According to the sticking device of the present invention, the first and second guide units of the guide section form the projecting region in the adhesive tape band path, and adhesive tape band runs as the delivery section is driven. The drive of the delivery section is stopped if, for example, the outermost one (on the lowest-stream side) of the double-coated adhesive tape pieces on the mount of the adhesive tape band is situated in the projecting region. Then, the first drive section is actuated so that the first and second guide units and the guide element relatively move toward one another in the direction across the web path section, and the double-coated adhesive tape piece that is situated in the projecting region is brought entire into contact with the web that stands still in the web path section, whereupon the double-coated adhesive tape piece is stuck to the web. Subsequently, the second drive section is actuated so that the first and second guide units relatively move toward each other along the web path section. As the two guide units move toward each other, the projecting region is shortened in length, so that the portion of the mount of the adhesive tape band having so far been in the projecting region is driven out of the projecting region. Thus, this mount portion moves away from the web path section in the direction across the web path section, so that it is separated from the double-coated adhesive tape piece that is stuck to the web. In sticking one of the double-coated adhesive tape pieces to the web, in this manner, the double-coated adhesive tape piece and the mount can be separated from each other securely and smoothly.

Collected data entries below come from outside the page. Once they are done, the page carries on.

//! Interfaces the platform consumes from its host.
//!
//! Concrete implementations live in `realmgate-auth` (hashing, encryption) or
//! are supplied by the embedding application (senders, geolocation).

use async_trait::async_trait;
use serde::{Deserialize, Serialize};

use crate::error::Result;

/// Password hashing plus the one-way digest used for stored token strings
pub trait Hasher: Send + Sync {
    /// Hash a password for storage
    fn hash(&self, plaintext: &str) -> Result<String>;

    /// Constant-time verification against a stored hash
    fn verify(&self, plaintext: &str, hash: &str) -> Result<bool>;

    /// One-way digest of an emitted token string (hex-encoded)
    fn hash_one_way(&self, token: &str) -> String;
}

/// Symmetric encryption for secrets at rest (stored MFA secrets)
pub trait SecretCipher: Send + Sync {
    fn encrypt(&self, plaintext: &[u8]) -> Result<Vec<u8>>;
    fn decrypt(&self, ciphertext: &[u8]) -> Result<Vec<u8>>;
}

/// Outbound one-time-code delivery for a single channel (email, SMS, ...)
#[async_trait]
pub trait Sender: Send + Sync {
    /// Channel name for logging ("email", "sms")
    fn channel(&self) -> &str;

    async fn send(&self, recipient: &str, code: &str) -> Result<()>;
}

/// Resolved geolocation for an IP address
#[derive(Debug, Clone, PartialEq, Serialize, Deserialize)]
pub struct GeoLocation {
    pub latitude: f64,
    pub longitude: f64,
    pub country: Option<String>,
    pub city: Option<String>,
}

/// Optional IP geolocation lookup
#[async_trait]
pub trait GeoLookup: Send + Sync {
    async fn lookup(&self, ip: &str) -> Option<GeoLocation>;
}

Preferably, according to the present invention, the guide section includes a guide section body movable toward and away from the guide element in the direction across the web path section. The second guide unit is fixed to the guide section body, and the first guide unit is supported on the guide section body for movement relative to the guide section body along the web path section. The first drive section moves the guide section body toward and away from the guide element in the direction across the web path section, and the second drive section moves the first guide unit toward and away from the guide section body along the web path section.

According to this preferred mode, the configurations of individual parts of the sticking device that are associated with the relative movement of the first and second guide units and the relative movement of the two guide units and the guide element and the drive control sequence therefor are simplified.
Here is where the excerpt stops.